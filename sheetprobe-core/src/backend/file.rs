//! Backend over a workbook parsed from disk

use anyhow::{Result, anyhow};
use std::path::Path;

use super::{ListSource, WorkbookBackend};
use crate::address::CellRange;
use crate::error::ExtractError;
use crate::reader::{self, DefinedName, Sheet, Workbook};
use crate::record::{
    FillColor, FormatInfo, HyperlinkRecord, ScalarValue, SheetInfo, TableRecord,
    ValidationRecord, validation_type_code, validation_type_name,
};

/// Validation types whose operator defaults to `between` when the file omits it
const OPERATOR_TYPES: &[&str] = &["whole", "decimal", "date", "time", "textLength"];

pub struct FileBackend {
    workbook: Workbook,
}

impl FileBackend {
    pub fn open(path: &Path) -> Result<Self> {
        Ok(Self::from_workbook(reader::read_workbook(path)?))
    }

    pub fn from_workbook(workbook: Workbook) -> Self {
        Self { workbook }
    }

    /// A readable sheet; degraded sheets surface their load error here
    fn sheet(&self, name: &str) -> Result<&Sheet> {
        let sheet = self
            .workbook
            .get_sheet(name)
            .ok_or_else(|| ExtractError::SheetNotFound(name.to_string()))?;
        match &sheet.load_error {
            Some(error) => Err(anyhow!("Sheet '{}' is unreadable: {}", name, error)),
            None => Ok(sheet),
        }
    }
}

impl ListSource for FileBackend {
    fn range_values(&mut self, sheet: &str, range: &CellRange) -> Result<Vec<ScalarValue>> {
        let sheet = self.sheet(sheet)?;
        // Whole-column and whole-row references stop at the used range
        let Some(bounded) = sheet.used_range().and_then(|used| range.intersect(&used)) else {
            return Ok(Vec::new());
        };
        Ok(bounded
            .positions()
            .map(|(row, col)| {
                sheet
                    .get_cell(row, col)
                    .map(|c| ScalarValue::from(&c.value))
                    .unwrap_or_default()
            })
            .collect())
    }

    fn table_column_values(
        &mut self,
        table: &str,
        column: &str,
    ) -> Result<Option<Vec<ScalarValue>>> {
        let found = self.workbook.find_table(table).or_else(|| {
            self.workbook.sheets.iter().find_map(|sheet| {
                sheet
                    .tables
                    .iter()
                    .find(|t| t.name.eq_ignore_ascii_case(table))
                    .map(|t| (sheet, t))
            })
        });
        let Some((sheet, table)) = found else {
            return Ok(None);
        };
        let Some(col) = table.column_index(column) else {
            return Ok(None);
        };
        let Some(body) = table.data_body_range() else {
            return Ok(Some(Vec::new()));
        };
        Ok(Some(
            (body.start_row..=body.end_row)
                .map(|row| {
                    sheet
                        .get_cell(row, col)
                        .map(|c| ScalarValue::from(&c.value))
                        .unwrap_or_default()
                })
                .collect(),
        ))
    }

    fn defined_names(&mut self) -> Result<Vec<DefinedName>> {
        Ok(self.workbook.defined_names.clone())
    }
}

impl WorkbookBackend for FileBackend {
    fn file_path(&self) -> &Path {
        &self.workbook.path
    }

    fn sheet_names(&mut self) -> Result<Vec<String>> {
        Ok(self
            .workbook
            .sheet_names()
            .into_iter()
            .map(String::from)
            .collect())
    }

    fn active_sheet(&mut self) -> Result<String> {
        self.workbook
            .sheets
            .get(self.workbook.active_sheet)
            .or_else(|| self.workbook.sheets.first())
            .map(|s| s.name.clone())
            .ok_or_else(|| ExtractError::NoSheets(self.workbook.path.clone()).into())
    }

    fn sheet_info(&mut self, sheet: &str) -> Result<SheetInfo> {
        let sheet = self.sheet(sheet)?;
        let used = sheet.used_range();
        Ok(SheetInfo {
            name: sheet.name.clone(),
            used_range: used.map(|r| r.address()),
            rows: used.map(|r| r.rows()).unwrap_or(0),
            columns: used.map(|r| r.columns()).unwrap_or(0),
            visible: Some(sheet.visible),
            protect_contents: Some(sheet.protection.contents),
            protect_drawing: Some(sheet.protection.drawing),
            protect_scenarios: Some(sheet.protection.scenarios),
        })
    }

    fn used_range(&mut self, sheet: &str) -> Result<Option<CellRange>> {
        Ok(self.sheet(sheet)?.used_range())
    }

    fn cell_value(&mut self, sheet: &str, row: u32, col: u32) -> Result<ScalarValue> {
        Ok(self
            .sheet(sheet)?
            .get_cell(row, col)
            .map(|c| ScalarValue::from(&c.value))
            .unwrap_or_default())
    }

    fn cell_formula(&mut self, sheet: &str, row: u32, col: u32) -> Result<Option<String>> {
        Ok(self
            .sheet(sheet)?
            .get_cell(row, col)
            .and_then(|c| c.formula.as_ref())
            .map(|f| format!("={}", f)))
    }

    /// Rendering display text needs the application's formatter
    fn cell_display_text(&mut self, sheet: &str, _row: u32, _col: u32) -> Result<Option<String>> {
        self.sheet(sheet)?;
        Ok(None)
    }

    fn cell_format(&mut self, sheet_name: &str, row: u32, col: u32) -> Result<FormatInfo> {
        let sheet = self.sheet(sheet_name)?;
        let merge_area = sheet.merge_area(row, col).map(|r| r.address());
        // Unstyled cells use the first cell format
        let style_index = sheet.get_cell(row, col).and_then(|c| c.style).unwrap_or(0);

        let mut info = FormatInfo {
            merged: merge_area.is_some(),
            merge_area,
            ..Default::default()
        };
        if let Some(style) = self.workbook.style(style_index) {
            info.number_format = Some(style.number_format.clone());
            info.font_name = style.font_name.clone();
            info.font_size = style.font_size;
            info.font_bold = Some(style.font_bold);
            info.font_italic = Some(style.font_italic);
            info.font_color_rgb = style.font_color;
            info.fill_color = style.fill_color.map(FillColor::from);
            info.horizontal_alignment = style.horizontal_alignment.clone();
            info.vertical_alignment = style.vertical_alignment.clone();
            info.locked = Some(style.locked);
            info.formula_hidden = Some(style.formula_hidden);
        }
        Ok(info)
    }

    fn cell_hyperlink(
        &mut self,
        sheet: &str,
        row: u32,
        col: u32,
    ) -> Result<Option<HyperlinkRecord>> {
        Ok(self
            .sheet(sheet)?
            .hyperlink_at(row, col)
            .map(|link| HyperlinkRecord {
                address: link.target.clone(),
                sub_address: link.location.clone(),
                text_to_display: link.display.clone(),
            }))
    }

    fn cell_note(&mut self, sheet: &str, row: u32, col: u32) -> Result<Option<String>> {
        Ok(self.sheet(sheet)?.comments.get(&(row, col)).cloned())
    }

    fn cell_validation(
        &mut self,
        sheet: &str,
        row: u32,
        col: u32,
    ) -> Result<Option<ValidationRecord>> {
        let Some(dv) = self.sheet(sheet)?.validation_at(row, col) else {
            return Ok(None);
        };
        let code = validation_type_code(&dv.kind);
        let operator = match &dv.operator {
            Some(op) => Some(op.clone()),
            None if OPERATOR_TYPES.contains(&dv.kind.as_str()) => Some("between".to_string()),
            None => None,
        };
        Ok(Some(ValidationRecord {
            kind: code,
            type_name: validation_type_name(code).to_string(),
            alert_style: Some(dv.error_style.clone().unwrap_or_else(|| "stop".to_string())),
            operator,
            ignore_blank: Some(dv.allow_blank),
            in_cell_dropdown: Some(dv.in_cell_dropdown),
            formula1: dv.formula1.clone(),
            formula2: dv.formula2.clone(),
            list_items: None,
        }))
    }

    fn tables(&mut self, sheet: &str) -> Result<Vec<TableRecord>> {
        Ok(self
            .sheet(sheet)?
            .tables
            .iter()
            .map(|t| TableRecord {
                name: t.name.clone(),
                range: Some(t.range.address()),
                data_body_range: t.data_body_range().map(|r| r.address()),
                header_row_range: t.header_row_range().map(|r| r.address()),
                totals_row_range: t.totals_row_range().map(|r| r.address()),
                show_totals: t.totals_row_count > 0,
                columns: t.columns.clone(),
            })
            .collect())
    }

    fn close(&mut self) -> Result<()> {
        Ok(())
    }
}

|---|

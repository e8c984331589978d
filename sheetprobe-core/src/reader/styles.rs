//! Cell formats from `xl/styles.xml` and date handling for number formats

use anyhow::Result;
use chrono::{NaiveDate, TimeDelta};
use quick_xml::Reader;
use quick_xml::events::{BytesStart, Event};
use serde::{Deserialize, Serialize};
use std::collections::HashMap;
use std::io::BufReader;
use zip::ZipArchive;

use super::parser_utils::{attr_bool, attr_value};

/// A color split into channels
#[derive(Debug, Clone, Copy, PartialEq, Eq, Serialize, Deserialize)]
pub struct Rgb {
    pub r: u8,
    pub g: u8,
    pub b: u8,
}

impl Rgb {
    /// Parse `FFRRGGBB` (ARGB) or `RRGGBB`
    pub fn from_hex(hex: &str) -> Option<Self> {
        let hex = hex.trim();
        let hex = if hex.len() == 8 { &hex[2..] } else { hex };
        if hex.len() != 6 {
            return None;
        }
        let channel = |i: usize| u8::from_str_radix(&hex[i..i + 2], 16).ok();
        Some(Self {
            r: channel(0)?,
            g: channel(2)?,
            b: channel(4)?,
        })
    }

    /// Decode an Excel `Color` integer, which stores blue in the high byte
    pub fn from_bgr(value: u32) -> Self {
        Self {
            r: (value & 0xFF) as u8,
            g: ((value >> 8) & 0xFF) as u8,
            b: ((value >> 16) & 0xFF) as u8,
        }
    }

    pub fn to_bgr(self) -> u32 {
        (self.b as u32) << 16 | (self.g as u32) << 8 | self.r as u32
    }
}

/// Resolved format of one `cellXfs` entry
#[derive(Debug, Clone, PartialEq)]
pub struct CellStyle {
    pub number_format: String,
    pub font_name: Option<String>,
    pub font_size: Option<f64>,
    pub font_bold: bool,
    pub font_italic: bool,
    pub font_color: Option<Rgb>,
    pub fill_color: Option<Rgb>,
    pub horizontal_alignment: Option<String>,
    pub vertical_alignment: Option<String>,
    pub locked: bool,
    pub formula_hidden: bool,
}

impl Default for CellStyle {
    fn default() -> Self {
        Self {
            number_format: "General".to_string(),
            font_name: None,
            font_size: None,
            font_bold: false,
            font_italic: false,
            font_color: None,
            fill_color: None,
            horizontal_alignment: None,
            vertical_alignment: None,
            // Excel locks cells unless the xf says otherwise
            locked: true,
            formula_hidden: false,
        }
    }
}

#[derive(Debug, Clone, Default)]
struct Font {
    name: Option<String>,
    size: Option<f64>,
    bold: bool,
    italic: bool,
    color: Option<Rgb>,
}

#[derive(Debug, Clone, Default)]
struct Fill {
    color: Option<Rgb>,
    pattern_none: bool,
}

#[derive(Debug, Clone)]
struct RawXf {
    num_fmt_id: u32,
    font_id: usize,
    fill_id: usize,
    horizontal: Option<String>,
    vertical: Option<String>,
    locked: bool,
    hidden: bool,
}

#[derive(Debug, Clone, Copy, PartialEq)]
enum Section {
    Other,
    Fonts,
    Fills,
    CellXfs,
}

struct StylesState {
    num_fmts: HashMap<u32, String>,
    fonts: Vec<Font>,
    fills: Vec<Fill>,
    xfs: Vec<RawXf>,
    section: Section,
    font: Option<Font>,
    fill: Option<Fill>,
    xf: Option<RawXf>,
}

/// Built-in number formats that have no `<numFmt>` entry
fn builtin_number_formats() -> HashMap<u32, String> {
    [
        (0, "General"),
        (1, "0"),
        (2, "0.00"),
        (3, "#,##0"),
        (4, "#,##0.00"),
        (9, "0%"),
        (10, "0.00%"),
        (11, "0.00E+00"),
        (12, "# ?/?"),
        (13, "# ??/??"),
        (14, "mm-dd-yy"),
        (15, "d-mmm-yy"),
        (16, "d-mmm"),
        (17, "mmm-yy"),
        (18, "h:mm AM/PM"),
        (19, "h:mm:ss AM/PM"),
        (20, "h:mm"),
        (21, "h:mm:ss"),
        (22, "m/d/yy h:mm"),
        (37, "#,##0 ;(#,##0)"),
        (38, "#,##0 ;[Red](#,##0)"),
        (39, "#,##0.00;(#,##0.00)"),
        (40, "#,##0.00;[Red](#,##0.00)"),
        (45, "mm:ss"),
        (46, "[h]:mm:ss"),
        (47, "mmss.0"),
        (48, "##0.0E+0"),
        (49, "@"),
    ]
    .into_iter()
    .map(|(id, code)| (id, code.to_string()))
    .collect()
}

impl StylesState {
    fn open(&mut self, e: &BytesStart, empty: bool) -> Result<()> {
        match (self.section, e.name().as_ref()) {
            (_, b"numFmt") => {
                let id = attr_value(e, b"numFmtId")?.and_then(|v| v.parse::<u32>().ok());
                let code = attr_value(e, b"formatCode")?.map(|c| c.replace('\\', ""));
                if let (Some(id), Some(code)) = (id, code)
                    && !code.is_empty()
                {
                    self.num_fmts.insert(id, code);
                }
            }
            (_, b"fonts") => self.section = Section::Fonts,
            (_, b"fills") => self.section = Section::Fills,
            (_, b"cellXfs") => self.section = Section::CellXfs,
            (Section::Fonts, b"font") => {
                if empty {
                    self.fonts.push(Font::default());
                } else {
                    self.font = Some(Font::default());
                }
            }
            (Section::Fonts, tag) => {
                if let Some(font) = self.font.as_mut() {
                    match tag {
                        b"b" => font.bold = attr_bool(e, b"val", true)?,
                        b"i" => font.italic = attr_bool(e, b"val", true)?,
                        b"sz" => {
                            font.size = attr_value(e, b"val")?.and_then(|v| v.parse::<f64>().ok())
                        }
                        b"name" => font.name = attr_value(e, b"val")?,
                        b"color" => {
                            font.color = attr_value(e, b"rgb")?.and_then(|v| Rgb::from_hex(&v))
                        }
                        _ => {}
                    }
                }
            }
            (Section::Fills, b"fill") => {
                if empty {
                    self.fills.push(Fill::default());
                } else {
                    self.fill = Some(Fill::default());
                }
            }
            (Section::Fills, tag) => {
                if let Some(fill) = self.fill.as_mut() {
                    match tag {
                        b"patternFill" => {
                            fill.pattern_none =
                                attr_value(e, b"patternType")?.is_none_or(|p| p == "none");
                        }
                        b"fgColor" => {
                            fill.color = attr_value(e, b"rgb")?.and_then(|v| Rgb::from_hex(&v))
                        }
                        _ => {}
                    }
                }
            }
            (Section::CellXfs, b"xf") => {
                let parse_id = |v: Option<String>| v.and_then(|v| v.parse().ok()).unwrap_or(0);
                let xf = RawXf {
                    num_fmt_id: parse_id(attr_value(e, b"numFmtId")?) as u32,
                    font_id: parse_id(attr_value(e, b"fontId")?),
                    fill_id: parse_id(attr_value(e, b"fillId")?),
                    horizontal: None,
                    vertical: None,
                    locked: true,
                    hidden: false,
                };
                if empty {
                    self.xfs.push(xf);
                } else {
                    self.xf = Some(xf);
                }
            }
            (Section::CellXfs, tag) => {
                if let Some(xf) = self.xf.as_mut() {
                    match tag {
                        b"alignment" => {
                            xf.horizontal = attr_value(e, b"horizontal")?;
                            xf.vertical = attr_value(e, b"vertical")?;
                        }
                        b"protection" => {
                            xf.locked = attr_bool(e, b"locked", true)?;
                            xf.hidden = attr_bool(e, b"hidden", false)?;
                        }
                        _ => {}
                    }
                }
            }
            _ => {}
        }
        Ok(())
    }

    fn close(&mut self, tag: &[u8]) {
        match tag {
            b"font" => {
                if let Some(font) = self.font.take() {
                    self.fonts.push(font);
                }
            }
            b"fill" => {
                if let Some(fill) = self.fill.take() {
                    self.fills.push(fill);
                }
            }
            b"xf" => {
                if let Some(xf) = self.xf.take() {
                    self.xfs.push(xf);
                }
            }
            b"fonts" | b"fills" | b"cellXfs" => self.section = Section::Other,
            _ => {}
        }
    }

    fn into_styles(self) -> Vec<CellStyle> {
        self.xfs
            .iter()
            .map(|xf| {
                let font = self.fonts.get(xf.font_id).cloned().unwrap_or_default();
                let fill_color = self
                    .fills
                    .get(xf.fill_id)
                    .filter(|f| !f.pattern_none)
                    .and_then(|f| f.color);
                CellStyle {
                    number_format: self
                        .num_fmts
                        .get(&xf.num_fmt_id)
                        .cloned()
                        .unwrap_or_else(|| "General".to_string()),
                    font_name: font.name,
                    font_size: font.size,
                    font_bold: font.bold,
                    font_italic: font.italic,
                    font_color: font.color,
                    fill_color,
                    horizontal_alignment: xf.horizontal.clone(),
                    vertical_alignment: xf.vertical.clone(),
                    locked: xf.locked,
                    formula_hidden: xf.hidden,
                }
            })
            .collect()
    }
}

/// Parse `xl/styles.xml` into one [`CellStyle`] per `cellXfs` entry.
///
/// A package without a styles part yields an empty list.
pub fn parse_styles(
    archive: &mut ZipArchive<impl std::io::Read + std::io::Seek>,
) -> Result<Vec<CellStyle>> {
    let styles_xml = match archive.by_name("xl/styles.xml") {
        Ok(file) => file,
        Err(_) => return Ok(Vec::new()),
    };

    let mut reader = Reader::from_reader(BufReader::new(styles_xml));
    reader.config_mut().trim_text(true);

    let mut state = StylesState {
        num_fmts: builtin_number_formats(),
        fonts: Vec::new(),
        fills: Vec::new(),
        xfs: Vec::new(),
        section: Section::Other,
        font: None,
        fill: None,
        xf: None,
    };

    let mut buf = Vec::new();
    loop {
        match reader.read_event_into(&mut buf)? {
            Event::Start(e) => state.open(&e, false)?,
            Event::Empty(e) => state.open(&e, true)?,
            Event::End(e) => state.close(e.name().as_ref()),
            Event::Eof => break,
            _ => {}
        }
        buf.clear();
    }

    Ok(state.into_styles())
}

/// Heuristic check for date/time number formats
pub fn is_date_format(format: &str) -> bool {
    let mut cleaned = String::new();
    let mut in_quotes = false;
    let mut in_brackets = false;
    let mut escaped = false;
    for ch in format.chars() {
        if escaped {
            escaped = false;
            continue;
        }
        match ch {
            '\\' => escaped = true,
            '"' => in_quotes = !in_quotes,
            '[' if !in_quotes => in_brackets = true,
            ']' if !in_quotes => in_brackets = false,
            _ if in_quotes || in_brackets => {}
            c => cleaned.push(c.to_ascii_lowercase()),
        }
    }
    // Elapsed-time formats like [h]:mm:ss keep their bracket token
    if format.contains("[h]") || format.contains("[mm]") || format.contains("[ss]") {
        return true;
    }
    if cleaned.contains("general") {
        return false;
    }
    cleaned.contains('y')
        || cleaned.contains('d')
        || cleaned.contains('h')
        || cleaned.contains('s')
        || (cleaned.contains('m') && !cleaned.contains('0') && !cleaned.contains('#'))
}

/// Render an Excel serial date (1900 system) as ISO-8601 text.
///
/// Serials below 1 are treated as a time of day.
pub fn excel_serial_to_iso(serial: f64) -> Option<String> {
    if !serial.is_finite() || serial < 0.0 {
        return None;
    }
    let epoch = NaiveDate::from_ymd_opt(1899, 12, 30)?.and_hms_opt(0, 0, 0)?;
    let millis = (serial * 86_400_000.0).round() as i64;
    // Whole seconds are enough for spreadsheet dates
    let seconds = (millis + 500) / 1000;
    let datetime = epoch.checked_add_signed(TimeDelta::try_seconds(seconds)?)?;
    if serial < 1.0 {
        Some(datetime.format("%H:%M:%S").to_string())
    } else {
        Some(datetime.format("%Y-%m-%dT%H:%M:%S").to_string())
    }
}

|---|

▶ **What to do**: What lines of the material above contain "datetime"? Return each of them.

▶ **Answer to this task**:
    let datetime = epoch.checked_add_signed(TimeDelta::try_seconds(seconds)?)?;
        Some(datetime.format("%H:%M:%S").to_string())
        Some(datetime.format("%Y-%m-%dT%H:%M:%S").to_string())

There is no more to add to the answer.